特に、WCFでWebサービスを提供することを主眼に記事を進めていきますので、WCFでクライアント側の処理を実装する部分については省略します。
WCFがサポートする通信方式
WCFは特定の通信方式に依存しないフレームワークで、現在のところ以下の通信方式をサポートしています。
通信方式 | 概要 | 相互運用性 |
TCP | TCP/IPベースのテキスト/バイナリ通信 | WCFコンポーネント |
HTTP | HTTPベースで、SOAPを使ったXML Web Services(Basic-ProfileないしはWebサービス拡張仕様)や、RESTスタイルのWebサービス、JSONなどをサポート | Webサービス(SOAP/REST/JSONなど)をサポートするアプリケーション |
名前付きパイプ | 名前付きパイプを使用する通信方式 | 同一マシン内のWCFコンポーネント同士 |
MSMQ | Microsoft Message Queuingを使用する通信方式 | WCFコンポーネント/MSMQをサポートするアプリケーション |
Peer to Peer | Windows Peer-to-Peer Networkingを使用する通信方式 | WCFコンポーネント |
さまざまな通信方式がサポートされていますが、相互運用性の観点からすると、HTTPベースのWebサービスを使うケースが多いでしょう。WCFを使えば、必要に応じて以上の通信方式を切り替える、ないしは共存させることができます。

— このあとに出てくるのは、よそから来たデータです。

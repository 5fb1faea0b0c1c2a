/*
 * Responsibility
 * - The read-only view of an inbound request that the extractors consume
 * - header / query / cookie accessors only (no body, no method routing)
 * - Implemented for `http::Request<B>`, `http::request::Parts` and `TestRequest`
 */
use axum::http::{HeaderMap, Request, Uri, header, request::Parts};

/// Accessors the token extractors need from an inbound request.
pub trait InboundRequest: Send + Sync {
    /// First value of the named header, if it is valid visible ASCII.
    fn header(&self, name: &str) -> Option<&str>;

    /// First percent-decoded value of the named query parameter.
    fn query_param(&self, name: &str) -> Option<String>;

    /// Value of the named cookie.
    fn cookie(&self, name: &str) -> Option<String>;

    /// Request path, used for log correlation only.
    fn path(&self) -> &str;
}

fn header_from<'a>(headers: &'a HeaderMap, name: &str) -> Option<&'a str> {
    headers.get(name).and_then(|v| v.to_str().ok())
}

fn query_from(uri: &Uri, name: &str) -> Option<String> {
    find_query_param(uri.query()?, name)
}

fn cookie_from(headers: &HeaderMap, name: &str) -> Option<String> {
    // Several `Cookie` headers are legal on HTTP/2; search all of them.
    headers
        .get_all(header::COOKIE)
        .iter()
        .filter_map(|v| v.to_str().ok())
        .find_map(|raw| find_cookie(raw, name))
}

pub(crate) fn find_query_param(query: &str, name: &str) -> Option<String> {
    url::form_urlencoded::parse(query.as_bytes())
        .find(|(k, _)| k == name)
        .map(|(_, v)| v.into_owned())
}

pub(crate) fn find_cookie(raw: &str, name: &str) -> Option<String> {
    raw.split(';').find_map(|pair| {
        let (k, v) = pair.split_once('=')?;
        if k.trim() != name {
            return None;
        }
        // RFC 6265 allows the value to be wrapped in double quotes.
        let v = v.trim();
        let v = v
            .strip_prefix('"')
            .and_then(|s| s.strip_suffix('"'))
            .unwrap_or(v);
        Some(v.to_string())
    })
}

impl<B: Send + Sync> InboundRequest for Request<B> {
    fn header(&self, name: &str) -> Option<&str> {
        header_from(self.headers(), name)
    }

    fn query_param(&self, name: &str) -> Option<String> {
        query_from(self.uri(), name)
    }

    fn cookie(&self, name: &str) -> Option<String> {
        cookie_from(self.headers(), name)
    }

    fn path(&self) -> &str {
        self.uri().path()
    }
}

impl InboundRequest for Parts {
    fn header(&self, name: &str) -> Option<&str> {
        header_from(&self.headers, name)
    }

    fn query_param(&self, name: &str) -> Option<String> {
        query_from(&self.uri, name)
    }

    fn cookie(&self, name: &str) -> Option<String> {
        cookie_from(&self.headers, name)
    }

    fn path(&self) -> &str {
        self.uri.path()
    }
}

/// In-memory request for callers outside an HTTP stack (and for tests).
///
/// ```
/// use bearer_guard::services::auth::{InboundRequest, TestRequest};
///
/// let req = TestRequest::new("/api/v1/secured")
///     .with_header("Authorization", "Bearer abc")
///     .with_query("bearer", "def");
/// assert_eq!(req.header("authorization"), Some("Bearer abc"));
/// assert_eq!(req.query_param("bearer").as_deref(), Some("def"));
/// ```
#[derive(Debug, Clone, Default)]
pub struct TestRequest {
    path: String,
    headers: Vec<(String, String)>,
    query: Vec<(String, String)>,
    cookies: Vec<(String, String)>,
}

impl TestRequest {
    pub fn new(path: impl Into<String>) -> Self {
        Self {
            path: path.into(),
            ..Default::default()
        }
    }

    #[must_use]
    pub fn with_header(mut self, name: impl Into<String>, value: impl Into<String>) -> Self {
        self.headers.push((name.into(), value.into()));
        self
    }

    #[must_use]
    pub fn with_query(mut self, name: impl Into<String>, value: impl Into<String>) -> Self {
        self.query.push((name.into(), value.into()));
        self
    }

    #[must_use]
    pub fn with_cookie(mut self, name: impl Into<String>, value: impl Into<String>) -> Self {
        self.cookies.push((name.into(), value.into()));
        self
    }
}

impl InboundRequest for TestRequest {
    fn header(&self, name: &str) -> Option<&str> {
        // Header names are case-insensitive, as on the wire.
        self.headers
            .iter()
            .find(|(k, _)| k.eq_ignore_ascii_case(name))
            .map(|(_, v)| v.as_str())
    }

    fn query_param(&self, name: &str) -> Option<String> {
        self.query
            .iter()
            .find(|(k, _)| k == name)
            .map(|(_, v)| v.clone())
    }

    fn cookie(&self, name: &str) -> Option<String> {
        self.cookies
            .iter()
            .find(|(k, _)| k == name)
            .map(|(_, v)| v.clone())
    }

    fn path(&self) -> &str {
        &self.path
    }
}
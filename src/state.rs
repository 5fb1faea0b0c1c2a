/*
 * Responsibility
 * - Router に紐づける共有コンテキスト (AppState)
 *   - guard: 起動時に組み立てた TokenGuard (以後は読み取り専用)
 * - Clone 前提で持つ (内部は Arc)
 */
use std::sync::Arc;

use crate::services::auth::TokenGuard;

#[derive(Clone, Debug)]
pub struct AppState {
    pub guard: Arc<TokenGuard>,
}

impl AppState {
    pub fn new(guard: Arc<TokenGuard>) -> Self {
        Self { guard }
    }
}
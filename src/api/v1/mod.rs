/*
 * Responsibility
 * - v1 の公開ポイント (routes() の re-export など)
 */
pub mod dto;
pub mod extractors;
pub mod handlers;
mod routes;

pub use routes::routes;
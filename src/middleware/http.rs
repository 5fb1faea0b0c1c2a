//! Transport-level layers applied to the whole router.
//!
//! - `x-request-id`: generated when absent, echoed on the response
//! - access log through `TraceLayer`
//! - request body capped at [`BODY_LIMIT_BYTES`]
//! - requests cut off after [`REQUEST_TIMEOUT`] with 408

use std::time::Duration;

use axum::Router;
use axum::error_handling::HandleErrorLayer;
use axum::http::{StatusCode, header::HeaderName};
use tower::timeout::TimeoutLayer;
use tower::{BoxError, ServiceBuilder};
use tower_http::limit::RequestBodyLimitLayer;
use tower_http::request_id::{MakeRequestUuid, PropagateRequestIdLayer, SetRequestIdLayer};
use tower_http::trace::TraceLayer;

pub const REQUEST_ID_HEADER: &str = "x-request-id";
pub const BODY_LIMIT_BYTES: usize = 64 * 1024;
pub const REQUEST_TIMEOUT: Duration = Duration::from_secs(30);

pub fn apply(router: Router) -> Router {
    let request_id = HeaderName::from_static(REQUEST_ID_HEADER);

    let layers = ServiceBuilder::new()
        .layer(HandleErrorLayer::new(|err: BoxError| async move {
            if err.is::<tower::timeout::error::Elapsed>() {
                StatusCode::REQUEST_TIMEOUT
            } else {
                tracing::error!(error = %err, "unhandled middleware error");
                StatusCode::INTERNAL_SERVER_ERROR
            }
        }))
        .layer(SetRequestIdLayer::new(request_id.clone(), MakeRequestUuid))
        .layer(PropagateRequestIdLayer::new(request_id))
        .layer(TraceLayer::new_for_http())
        .layer(RequestBodyLimitLayer::new(BODY_LIMIT_BYTES))
        .layer(TimeoutLayer::new(REQUEST_TIMEOUT));

    router.layer(layers)
}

WCFはABC(Address , Binding , Contract)という基本的な概念を導入することで、通信方式とロジックの分離を図り、通信方式の切り替えを容易にしています。
まずはこれらの概念を確認しておきましょう。
WCFのキーワード:ABC(+Bv)=E
WCFの基本的な概念を表すキーワードが「ABC(+Bv)=E」です。
ABC(+Bv)は「どこで(A:Address)、どのように(B:Binding , Bv:Behavior)、何を(C:Contract)」提供するかを表すキーワードの集合です。これらで構成されたサービスの提供口をエンドポイント(E:Endpoint)と呼びます。
頭文字 | キーワード | 意味 |
A | Address | サービスを提供する場所 |
B | Binding | サービスで使用するデータの表現形式 |
C | Contract | サービス内容の定義 |
Bv | Behaivor | サービスの細かな挙動 |
E | Endpoint | ABC(+Bv)で構成されたサービスの提供口 |
それぞれのキーワードについて説明していきましょう。
A:Address
「どこでサービスを提供するか」を表すAはAddress(アドレス)の略で、サービスを提供するURIを表します。WCFサービスを利用するクライアントはこのURIに対してリクエストを発行することになります。
以下にアドレスの例を示します。
使用する通信方式 | URI |
HTTP | http://somehost:8080/BasicService |
TCP | net.tcp://somehost:8081/TcpService |
名前付きパイプ | net.pipe://somehost/NamedPipeService |
本記事で解説するWebサービスの場合は、HTTP/HTTPSプロトコルを使ったURIがAddressとなります。